А сказка эта дальше так говорит:

Глядит царь-Ахламон на белый свет строго.

Всего у царя-Ахламона много:

Добра не прожить, парчи хоть на портянки верти, хоть попов одевай,

Золото хошь в карманы клади, хошь нищим раздавай,

Всякого одолжишь,

С головою завалишь,

А все у царя-Ахламона не умалишь:

Амбары хлебом забиты,

Подвалы вином залиты,

В деревнях сколько хошь скотины,

В городах сколько хошь народу,

И каждый за полтину,

Что тебе в угоду.

Только нет вот у царя-Ахламона во дворце молодой жены.

Живет царь-Ахламон на крутом берегу Ахламонного моря, только в том море свинья брюха не замочит.

Значит, иди по нему, кто если захочет...

Не синее это море, не зеленое,

Вода в нем очень соленая,

Ни самовар ставить, ни холодной пить,

Только можно в ней огурцы солить,

Коли может тут случиться,

Кому надо учиться да учиться,

Коли может тут глупый статься,

Пойдет в то море купаться,

На берег не вылезет, попросит, так не вытащат, штанов на берегу не найдет, рубахи не сыщет,

И ни с кого не взыщет:

Ну тут и гляди в оба: вон Ахламонный дворец стоит...

Стоит тот дворец на крутом берегу,

Сколько в нем окон сказать не могу.

Только весь он из золота литый,

Серебром покрытый,

С хрустальным крыльцом, с алмазным карнизом,

Женьчугом весь унизан,

Янтарем украшен,

На крыше десять башен,

В кажной башне сидит царевна,

В кажной башне плачет королевна.

Руки у царевны связаны,

Губки медом намазаны,

В сафьян ножки обуты,

На груди шелка фу-ты-ну-ты...

Сыты по глотку,

Живут, значит, вот как...

Только ни одна замуж за Ахламона не хотит:

Нос от него воротит, ножкой топает, словами поносит,

Одной смерти поскорее просит...

Поглядеть на царя-Ахламона – слепой со стыда сгорит...

Нос у Ахламона, что речная коряга,

Под корягой большой сом спит,

Носом сопит.

– Ну как же – думает кажная царевна – я с ним лягу:

Зубы во рту, как горелые пни,

Повалятся, только ногой пни,

Два глаза – два омута темных: Поглядишь в них – топиться захочешь!

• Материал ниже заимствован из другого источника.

use crate::errors::{BundleError, Result};
use bundlesync_platform::{bundles_dir, Target};
use serde::Deserialize;
use std::fs;
use std::path::{Path, PathBuf};

pub const DEFAULT_S3_URL: &str = "https://s3.amazonaws.com/";
pub const DEFAULT_TIMEOUT_SECS: u64 = 600;

pub const ENV_S3_URL: &str = "BUNDLESYNC_S3_URL";
pub const ENV_BUCKET: &str = "BUNDLESYNC_BUCKET";
pub const ENV_FOLDER: &str = "BUNDLESYNC_FOLDER";

/// Everything one updater channel needs: where releases live, where they go,
/// and which client they must be compatible with.
#[derive(Debug, Clone, Deserialize)]
pub struct UpdaterConfig {
    /// Bundle name; the install dir is `<install_root>/<name>-pkg`.
    pub name: String,
    #[serde(default)]
    pub display_name: Option<String>,
    pub base_url: String,
    #[serde(default = "bundles_dir")]
    pub install_root: PathBuf,
    pub client_version: String,
    #[serde(default)]
    pub target: Target,
    #[serde(default = "default_timeout")]
    pub timeout_secs: u64,
}

fn default_timeout() -> u64 {
    DEFAULT_TIMEOUT_SECS
}

impl UpdaterConfig {
    pub fn new(
        name: impl Into<String>,
        base_url: impl Into<String>,
        install_root: impl Into<PathBuf>,
        client_version: impl Into<String>,
    ) -> Self {
        Self {
            name: name.into(),
            display_name: None,
            base_url: base_url.into(),
            install_root: install_root.into(),
            client_version: client_version.into(),
            target: Target::current(),
            timeout_secs: DEFAULT_TIMEOUT_SECS,
        }
    }

    /// Read a JSON config file.
    pub fn load(path: &Path) -> Result<Self> {
        let bytes = fs::read(path)?;
        let cfg: UpdaterConfig = serde_json::from_slice(&bytes)
            .map_err(|e| BundleError::InvalidConfig(format!("{}: {e}", path.display())))?;
        cfg.validate()?;
        Ok(cfg)
    }

    pub fn with_target(mut self, target: Target) -> Self {
        self.target = target;
        self
    }

    pub fn with_display_name(mut self, name: impl Into<String>) -> Self {
        self.display_name = Some(name.into());
        self
    }

    pub fn display_name(&self) -> &str {
        self.display_name.as_deref().unwrap_or(&self.name)
    }

    pub fn validate(&self) -> Result<()> {
        if self.name.trim().is_empty() {
            return Err(BundleError::InvalidConfig("bundle name is empty".into()));
        }
        if self.client_version.trim().is_empty() {
            return Err(BundleError::InvalidConfig("client version is empty".into()));
        }
        reqwest::Url::parse(&self.base_url)
            .map_err(|e| BundleError::InvalidConfig(format!("base url {}: {e}", self.base_url)))?;
        Ok(())
    }
}

/// Release channel hosted in an S3 bucket: `<endpoint>/<bucket>/[<folder>/]`.
#[derive(Debug, Clone, Deserialize)]
pub struct S3Location {
    #[serde(default)]
    pub endpoint: Option<String>,
    pub bucket: String,
    #[serde(default)]
    pub folder: String,
}

impl S3Location {
    pub fn new(bucket: impl Into<String>, folder: impl Into<String>) -> Self {
        Self {
            endpoint: None,
            bucket: bucket.into(),
            folder: folder.into(),
        }
    }

    /// Base URL with the `BUNDLESYNC_S3_URL` / `_BUCKET` / `_FOLDER`
    /// environment overrides applied. Always ends with `/`.
    pub fn base_url(&self) -> String {
        let endpoint = std::env::var(ENV_S3_URL)
            .ok()
            .or_else(|| self.endpoint.clone())
            .unwrap_or_default();
        let bucket = std::env::var(ENV_BUCKET).unwrap_or_else(|_| self.bucket.clone());
        let folder = std::env::var(ENV_FOLDER).unwrap_or_else(|_| self.folder.clone());
        build_s3_url(&endpoint, &bucket, &folder)
    }
}

fn clean(part: &str) -> &str {
    part.trim().trim_matches('/')
}

fn build_s3_url(endpoint: &str, bucket: &str, folder: &str) -> String {
    let endpoint = match clean(endpoint) {
        "" => clean(DEFAULT_S3_URL),
        e => e,
    };
    let mut url = format!("{endpoint}/");
    for part in [bucket, folder] {
        let part = clean(part);
        if !part.is_empty() {
            url.push_str(part);
            url.push('/');
        }
    }
    url
}
use std::cmp::Ordering;
use std::collections::BinaryHeap;

// ---------------------------------------------------------------------------
// Per-cell search state
// ---------------------------------------------------------------------------

#[derive(Clone, Copy, Debug)]
pub(crate) struct Node {
    pub(crate) g: f64,
    pub(crate) parent: usize,
    pub(crate) closed: bool,
}

impl Default for Node {
    fn default() -> Self {
        Self {
            g: f64::INFINITY,
            parent: usize::MAX,
            closed: false,
        }
    }
}

impl Node {
    /// Whether the cell has ever been given a cost.
    #[inline]
    pub(crate) fn reached(&self) -> bool {
        self.g.is_finite()
    }
}

// ---------------------------------------------------------------------------
// Frontier
// ---------------------------------------------------------------------------

/// A frontier entry. `g` is the cost the entry was pushed with, so entries
/// superseded by a later improvement can be recognised.
#[derive(Clone, Copy, Debug)]
pub(crate) struct Entry {
    pub(crate) priority: f64,
    pub(crate) seq: u64,
    pub(crate) idx: usize,
    pub(crate) g: f64,
}

impl Ord for Entry {
    fn cmp(&self, other: &Self) -> Ordering {
        // Reverse so BinaryHeap (max-heap) pops the smallest priority first;
        // among equal priorities the earliest push wins.
        other
            .priority
            .total_cmp(&self.priority)
            .then_with(|| other.seq.cmp(&self.seq))
    }
}

impl PartialOrd for Entry {
    fn partial_cmp(&self, other: &Self) -> Option<Ordering> {
        Some(self.cmp(other))
    }
}

impl PartialEq for Entry {
    fn eq(&self, other: &Self) -> bool {
        self.cmp(other) == Ordering::Equal
    }
}

impl Eq for Entry {}

/// Min-priority queue of cells awaiting expansion, FIFO among ties.
#[derive(Debug, Default)]
pub(crate) struct Frontier {
    heap: BinaryHeap<Entry>,
    next_seq: u64,
}

impl Frontier {
    pub(crate) fn push(&mut self, priority: f64, idx: usize, g: f64) {
        self.heap.push(Entry {
            priority,
            seq: self.next_seq,
            idx,
            g,
        });
        self.next_seq += 1;
    }

    #[inline]
    pub(crate) fn pop(&mut self) -> Option<Entry> {
        self.heap.pop()
    }

    /// Total number of pushes so far.
    #[inline]
    pub(crate) fn pushed(&self) -> u64 {
        self.next_seq
    }
}
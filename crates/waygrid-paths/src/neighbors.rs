use waygrid_core::Point;

/// The eight expansion offsets, in the order successors are generated:
/// the four axis moves (right, down, left, up) then the four diagonals.
///
/// The order only matters among equal priorities, where it fixes which of
/// several equally good cells is expanded first.
pub const OFFSETS_8: [Point; 8] = [
    Point::new(1, 0),
    Point::new(0, 1),
    Point::new(-1, 0),
    Point::new(0, -1),
    Point::new(1, 1),
    Point::new(-1, 1),
    Point::new(1, -1),
    Point::new(-1, -1),
];
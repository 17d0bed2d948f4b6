use thiserror::Error;
use waygrid_core::{Point, Range};

/// Errors raised when a search or sampling request is malformed.
///
/// An unreachable goal is not an error: it is reported through
/// [`SearchResult::found`](crate::SearchResult::found).
#[derive(Error, Debug, Clone, PartialEq)]
pub enum PathError {
    #[error("{point} is outside the grid bounds {bounds}")]
    OutOfBounds { point: Point, bounds: Range },

    #[error("start cell {0} is blocked")]
    StartBlocked(Point),

    #[error("goal cell {0} is blocked")]
    GoalBlocked(Point),

    /// A cost-field cell holds NaN or a negative value.
    #[error("cell {point} has invalid traversal cost {value}")]
    InvalidCost { point: Point, value: f64 },

    #[error("invalid search configuration: {0}")]
    InvalidConfig(String),

    #[error("sampling step must be at least 1")]
    ZeroStep,
}

pub type Result<T> = std::result::Result<T, PathError>;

Ни болести у Ахламона, ни недуга,

А губы словно дерюга:

– Ну как целовать тут – думает кажная царевна,– друг друга?

...Живет так Ахламон, и жизнь ему не в радость. Выйдет на улицу злой, придет домой – злой.

Встретит кого, на поклон не ответит, в гости к себе не позовет, за стол не посадит, а на кол – любого. Встретит, имени не спросит, в сердце не заглянет:

Коли стар, так в веревку затянет,

Коли добр, так сердце ножом проткнет,

Коли молод, так в солдаты возьмет.

В солдаты возьмет, на войну поведет.

Живет так царь-Ахламон не мается,

В грехах попу не кается.

И вот стукнул ему по затылку 223-й год. Зашел к нему во дворец странник божий,

Ни с кожи,

Ни с рожи.

На человека мало похожий,

На черта, на ангела, тоже.

И говорит Ахламону прохожий:

– Уж ты царь жестокий, Ахламон Ахламонович, покидай-ка ты теплу кровать, протирай-ка кулаком свои буркалы, собирай-ка ты, Царь-Ахламон, свое Ахламонное войско да на Зазнобу-царевну войной иди,

Да за белы руки прекрасную веди:

Вот уж жена тебе в самый раз!

Осподи, помилуй нас!

Собрал Ахламон свое войско Ахламонное, идут солдаты в строю друг друга кулаками тузят. Перешло Ахламонное войско море Ахламонное, одна половина в море утопла, а другая половина на другой берег вышла: глядит, под ногами чужая земля, на глаз эта земля будто красная, на красной земле растет голубая трава, по голубой траве пасутся золотые лошади. Покрыты кони попонами шелковыми, уздечки на них серебряные, а где пастух около стада нет пастуха.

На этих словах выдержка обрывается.